### Work to be completed
The entries should be given again in full. Alter nothing.

### Stored items
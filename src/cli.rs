use std::io::{self, Write};

use anyhow::{Context, Result, bail};
use clap::{ArgAction, Parser, Subcommand};
use directories::BaseDirs;
use pulse_jira::auth::create_jira_client_from_netrc;
use pulse_jira::{ClientConfig, JiraClient, UserSearchParams};
use serde::Serialize;
use tracing::info;

/// Query a Jira instance from the command line
#[derive(Parser)]
#[command(name = "pulse", version, about = "Query Jira issues, users and activity streams")]
#[command(
  long_about = "Query Jira issues, users and activity streams.\n\n\
                The instance is read from JIRA_HOST (JIRA_API_PATH, JIRA_ACTIVITY_PATH and\n\
                JIRA_TIMEOUT_SECS are optional). Credentials are read from ~/.netrc."
)]
pub struct Cli {
  /// Sets the level of verbosity (can be used multiple times)
  #[arg(
    short = 'v',
    long = "verbose",
    action = ArgAction::Count,
    global = true,
    long_help = "Sets the level of verbosity for tracing and logging output.\n\n\
             -v: Show info level messages\n\
             -vv: Show debug level messages\n\
             -vvv: Show trace level messages"
  )]
  pub verbose: u8,

  #[command(subcommand)]
  command: Commands,
}

#[derive(Subcommand)]
enum Commands {
  /// Check that the configured credentials are accepted
  Check,

  /// Show a single issue
  #[command(alias = "i")]
  Issue {
    /// Issue key or id (e.g., PROJ-123)
    key: String,
  },

  /// List issues assigned to a user
  Assigned {
    /// Login of the assignee
    username: String,

    /// Page size
    #[arg(long, default_value_t = 50)]
    max_results: u32,

    /// Zero-based offset of the first issue
    #[arg(long, default_value_t = 0)]
    start_at: u32,
  },

  /// Show a single user
  User {
    /// Login of the user
    username: String,
  },

  /// Search users by login, name or email
  Users {
    /// Search string
    query: String,

    /// Page size (at most 1000)
    #[arg(long, default_value_t = 50)]
    max_results: u32,

    /// Zero-based offset of the first user
    #[arg(long, default_value_t = 0)]
    start_at: u32,

    /// Include inactive users
    #[arg(long)]
    include_inactive: bool,

    /// Leave out active users
    #[arg(long)]
    exclude_active: bool,
  },

  /// Show the activity stream of a user, or any activity feed URL
  Activity {
    /// Login of the user
    #[arg(required_unless_present = "url", conflicts_with = "url")]
    username: Option<String>,

    /// Fetch this feed URL instead, e.g. the `next` link of an earlier page
    #[arg(long)]
    url: Option<String>,
  },

  /// Add a comment to an issue
  Comment {
    /// Issue key or id (e.g., PROJ-123)
    key: String,

    /// Comment text
    body: String,
  },
}

impl Cli {
  pub async fn run(self) -> Result<()> {
    let client = connect()?;

    match self.command {
      Commands::Check => {
        let connected = client.test_connection().await?;
        print_json(&serde_json::json!({
          "host": client.config().base_url,
          "username": client.username(),
          "connected": connected,
        }))?;
        if !connected {
          bail!("Jira rejected the credentials for {}", client.username());
        }
      }
      Commands::Issue { key } => {
        let issue = client
          .get_issue(&key)
          .await
          .with_context(|| format!("Failed to fetch issue {key}"))?;
        print_json(&issue)?;
      }
      Commands::Assigned {
        username,
        max_results,
        start_at,
      } => {
        let issues = client
          .search_issues_by_assignee(&username, max_results, start_at)
          .await
          .with_context(|| format!("Failed to search issues assigned to {username}"))?;
        print_json(&issues)?;
      }
      Commands::User { username } => {
        let user = client
          .get_user(&username)
          .await
          .with_context(|| format!("Failed to fetch user {username}"))?;
        print_json(&user)?;
      }
      Commands::Users {
        query,
        max_results,
        start_at,
        include_inactive,
        exclude_active,
      } => {
        let params = UserSearchParams {
          start_at,
          max_results,
          include_active: !exclude_active,
          include_inactive,
          ..UserSearchParams::new(&query)
        };
        let users = client
          .search_users(&params)
          .await
          .with_context(|| format!("Failed to search users matching {query}"))?;
        print_json(&users)?;
      }
      Commands::Activity { username, url } => {
        let feed = match (username, url) {
          (_, Some(url)) => client.get_activity(&url).await,
          (Some(username), None) => client.get_user_activity(&username).await,
          (None, None) => bail!("Provide a username or --url"),
        }
        .context("Failed to fetch activity stream")?;
        print_json(&feed)?;
      }
      Commands::Comment { key, body } => {
        client
          .add_comment(&key, &body)
          .await
          .with_context(|| format!("Failed to comment on {key}"))?;
        info!("Added comment to {key}");
        print_json(&serde_json::json!({ "issue": key, "commented": true }))?;
      }
    }

    Ok(())
  }
}

fn connect() -> Result<JiraClient> {
  let config = ClientConfig::from_env()?;
  let base_dirs = BaseDirs::new().context("Failed to resolve home directory")?;

  create_jira_client_from_netrc(base_dirs.home_dir(), config).context("Failed to create Jira client from credentials")
}

fn print_json<T: Serialize>(value: &T) -> Result<()> {
  let mut stdout = io::stdout().lock();
  serde_json::to_writer_pretty(&mut stdout, value)?;
  writeln!(stdout)?;
  Ok(())
}

#[cfg(test)]
mod tests {
  use clap::CommandFactory;

  use super::*;

  #[test]
  fn test_cli_definition() {
    Cli::command().debug_assert();
  }

  #[test]
  fn test_activity_requires_user_or_url() {
    assert!(Cli::try_parse_from(["pulse", "activity"]).is_err());
    assert!(Cli::try_parse_from(["pulse", "activity", "bob", "--url", "https://x"]).is_err());
    assert!(Cli::try_parse_from(["pulse", "activity", "--url", "https://x"]).is_ok());
  }

  #[test]
  fn test_users_defaults() {
    let cli = Cli::try_parse_from(["pulse", "-vv", "users", "jane"]).unwrap();
    assert_eq!(cli.verbose, 2);
    match cli.command {
      Commands::Users {
        max_results,
        start_at,
        include_inactive,
        exclude_active,
        ..
      } => {
        assert_eq!((max_results, start_at), (50, 0));
        assert!(!include_inactive);
        assert!(!exclude_active);
      }
      _ => panic!("expected users command"),
    }
  }
}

### Response to this exercise
filename src/cli.rs
use std::io::{self, Write};

use anyhow::{Context, Result, bail};
use clap::{ArgAction, Parser, Subcommand};
use directories::BaseDirs;
use pulse_jira::auth::create_jira_client_from_netrc;
use pulse_jira::{ClientConfig, JiraClient, UserSearchParams};
use serde::Serialize;
use tracing::info;

/// Query a Jira instance from the command line
#[derive(Parser)]
#[command(name = "pulse", version, about = "Query Jira issues, users and activity streams")]
#[command(
  long_about = "Query Jira issues, users and activity streams.\n\n\
                The instance is read from JIRA_HOST (JIRA_API_PATH, JIRA_ACTIVITY_PATH and\n\
                JIRA_TIMEOUT_SECS are optional). Credentials are read from ~/.netrc."
)]
pub struct Cli {
  /// Sets the level of verbosity (can be used multiple times)
  #[arg(
    short = 'v',
    long = "verbose",
    action = ArgAction::Count,
    global = true,
    long_help = "Sets the level of verbosity for tracing and logging output.\n\n\
             -v: Show info level messages\n\
             -vv: Show debug level messages\n\
             -vvv: Show trace level messages"
  )]
  pub verbose: u8,

  #[command(subcommand)]
  command: Commands,
}

#[derive(Subcommand)]
enum Commands {
  /// Check that the configured credentials are accepted
  Check,

  /// Show a single issue
  #[command(alias = "i")]
  Issue {
    /// Issue key or id (e.g., PROJ-123)
    key: String,
  },

  /// List issues assigned to a user
  Assigned {
    /// Login of the assignee
    username: String,

    /// Page size
    #[arg(long, default_value_t = 50)]
    max_results: u32,

    /// Zero-based offset of the first issue
    #[arg(long, default_value_t = 0)]
    start_at: u32,
  },

  /// Show a single user
  User {
    /// Login of the user
    username: String,
  },

  /// Search users by login, name or email
  Users {
    /// Search string
    query: String,

    /// Page size (at most 1000)
    #[arg(long, default_value_t = 50)]
    max_results: u32,

    /// Zero-based offset of the first user
    #[arg(long, default_value_t = 0)]
    start_at: u32,

    /// Include inactive users
    #[arg(long)]
    include_inactive: bool,

    /// Leave out active users
    #[arg(long)]
    exclude_active: bool,
  },

  /// Show the activity stream of a user, or any activity feed URL
  Activity {
    /// Login of the user
    #[arg(required_unless_present = "url", conflicts_with = "url")]
    username: Option<String>,

    /// Fetch this feed URL instead, e.g. the `next` link of an earlier page
    #[arg(long)]
    url: Option<String>,
  },

  /// Add a comment to an issue
  Comment {
    /// Issue key or id (e.g., PROJ-123)
    key: String,

    /// Comment text
    body: String,
  },
}

impl Cli {
  pub async fn run(self) -> Result<()> {
    let client = connect()?;

    match self.command {
      Commands::Check => {
        let connected = client.test_connection().await?;
        print_json(&serde_json::json!({
          "host": client.config().base_url,
          "username": client.username(),
          "connected": connected,
        }))?;
        if !connected {
          bail!("Jira rejected the credentials for {}", client.username());
        }
      }
      Commands::Issue { key } => {
        let issue = client
          .get_issue(&key)
          .await
          .with_context(|| format!("Failed to fetch issue {key}"))?;
        print_json(&issue)?;
      }
      Commands::Assigned {
        username,
        max_results,
        start_at,
      } => {
        let issues = client
          .search_issues_by_assignee(&username, max_results, start_at)
          .await
          .with_context(|| format!("Failed to search issues assigned to {username}"))?;
        print_json(&issues)?;
      }
      Commands::User { username } => {
        let user = client
          .get_user(&username)
          .await
          .with_context(|| format!("Failed to fetch user {username}"))?;
        print_json(&user)?;
      }
      Commands::Users {
        query,
        max_results,
        start_at,
        include_inactive,
        exclude_active,
      } => {
        let params = UserSearchParams {
          start_at,
          max_results,
          include_active: !exclude_active,
          include_inactive,
          ..UserSearchParams::new(&query)
        };
        let users = client
          .search_users(&params)
          .await
          .with_context(|| format!("Failed to search users matching {query}"))?;
        print_json(&users)?;
      }
      Commands::Activity { username, url } => {
        let feed = match (username, url) {
          (_, Some(url)) => client.get_activity(&url).await,
          (Some(username), None) => client.get_user_activity(&username).await,
          (None, None) => bail!("Provide a username or --url"),
        }
        .context("Failed to fetch activity stream")?;
        print_json(&feed)?;
      }
      Commands::Comment { key, body } => {
        client
          .add_comment(&key, &body)
          .await
          .with_context(|| format!("Failed to comment on {key}"))?;
        info!("Added comment to {key}");
        print_json(&serde_json::json!({ "issue": key, "commented": true }))?;
      }
    }

    Ok(())
  }
}

fn connect() -> Result<JiraClient> {
  let config = ClientConfig::from_env()?;
  let base_dirs = BaseDirs::new().context("Failed to resolve home directory")?;

  create_jira_client_from_netrc(base_dirs.home_dir(), config).context("Failed to create Jira client from credentials")
}

fn print_json<T: Serialize>(value: &T) -> Result<()> {
  let mut stdout = io::stdout().lock();
  serde_json::to_writer_pretty(&mut stdout, value)?;
  writeln!(stdout)?;
  Ok(())
}

#[cfg(test)]
mod tests {
  use clap::CommandFactory;

  use super::*;

  #[test]
  fn test_cli_definition() {
    Cli::command().debug_assert();
  }

  #[test]
  fn test_activity_requires_user_or_url() {
    assert!(Cli::try_parse_from(["pulse", "activity"]).is_err());
    assert!(Cli::try_parse_from(["pulse", "activity", "bob", "--url", "https://x"]).is_err());
    assert!(Cli::try_parse_from(["pulse", "activity", "--url", "https://x"]).is_ok());
  }

  #[test]
  fn test_users_defaults() {
    let cli = Cli::try_parse_from(["pulse", "-vv", "users", "jane"]).unwrap();
    assert_eq!(cli.verbose, 2);
    match cli.command {
      Commands::Users {
        max_results,
        start_at,
        include_inactive,
        exclude_active,
        ..
      } => {
        assert_eq!((max_results, start_at), (50, 0));
        assert!(!include_inactive);
        assert!(!exclude_active);
      }
      _ => panic!("expected users command"),
    }
  }
}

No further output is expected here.